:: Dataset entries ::
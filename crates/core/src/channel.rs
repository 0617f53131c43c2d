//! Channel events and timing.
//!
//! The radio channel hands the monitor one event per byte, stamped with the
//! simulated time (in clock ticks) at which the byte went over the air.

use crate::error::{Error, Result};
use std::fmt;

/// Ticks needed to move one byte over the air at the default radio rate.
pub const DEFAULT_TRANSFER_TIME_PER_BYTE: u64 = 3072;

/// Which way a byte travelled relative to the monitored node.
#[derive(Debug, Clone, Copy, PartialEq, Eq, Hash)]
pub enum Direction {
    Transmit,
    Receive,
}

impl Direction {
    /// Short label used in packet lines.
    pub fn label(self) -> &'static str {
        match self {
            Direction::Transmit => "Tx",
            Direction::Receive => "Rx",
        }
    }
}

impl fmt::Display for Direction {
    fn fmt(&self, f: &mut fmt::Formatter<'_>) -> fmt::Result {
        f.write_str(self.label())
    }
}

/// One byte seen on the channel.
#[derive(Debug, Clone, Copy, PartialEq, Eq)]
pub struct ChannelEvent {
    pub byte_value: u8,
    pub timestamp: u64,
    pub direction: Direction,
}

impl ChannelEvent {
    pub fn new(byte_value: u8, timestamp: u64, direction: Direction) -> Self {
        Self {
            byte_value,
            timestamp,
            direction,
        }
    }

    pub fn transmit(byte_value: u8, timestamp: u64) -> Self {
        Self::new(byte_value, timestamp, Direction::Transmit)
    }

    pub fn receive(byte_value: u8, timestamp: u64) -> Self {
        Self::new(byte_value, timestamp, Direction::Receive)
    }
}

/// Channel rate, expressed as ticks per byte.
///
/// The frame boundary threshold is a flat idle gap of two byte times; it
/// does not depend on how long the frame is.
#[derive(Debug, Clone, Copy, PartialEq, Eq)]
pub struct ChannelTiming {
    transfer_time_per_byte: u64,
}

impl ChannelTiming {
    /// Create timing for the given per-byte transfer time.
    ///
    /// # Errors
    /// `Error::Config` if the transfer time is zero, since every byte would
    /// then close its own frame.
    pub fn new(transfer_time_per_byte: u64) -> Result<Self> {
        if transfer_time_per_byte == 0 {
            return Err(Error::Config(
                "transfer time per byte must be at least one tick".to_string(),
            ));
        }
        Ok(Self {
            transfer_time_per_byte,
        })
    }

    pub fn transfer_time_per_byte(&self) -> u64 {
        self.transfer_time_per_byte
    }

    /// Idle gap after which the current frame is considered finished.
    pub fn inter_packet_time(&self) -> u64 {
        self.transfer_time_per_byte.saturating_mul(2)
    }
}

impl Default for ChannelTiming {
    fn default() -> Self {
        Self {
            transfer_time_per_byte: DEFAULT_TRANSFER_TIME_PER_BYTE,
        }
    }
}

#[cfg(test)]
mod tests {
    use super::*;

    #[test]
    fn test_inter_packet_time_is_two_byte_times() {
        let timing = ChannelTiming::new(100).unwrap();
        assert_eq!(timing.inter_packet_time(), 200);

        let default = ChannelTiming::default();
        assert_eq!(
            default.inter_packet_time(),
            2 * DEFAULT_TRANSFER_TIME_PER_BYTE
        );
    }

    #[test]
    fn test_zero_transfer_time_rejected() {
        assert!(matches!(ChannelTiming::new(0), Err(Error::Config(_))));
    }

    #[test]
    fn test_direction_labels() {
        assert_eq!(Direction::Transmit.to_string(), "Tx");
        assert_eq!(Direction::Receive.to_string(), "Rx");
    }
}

:: Your instructions ::
The answer must consist of each line from the data that includes the string "over".

:: Response to the task ::
//! simulated time (in clock ticks) at which the byte went over the air.
/// Ticks needed to move one byte over the air at the default radio rate.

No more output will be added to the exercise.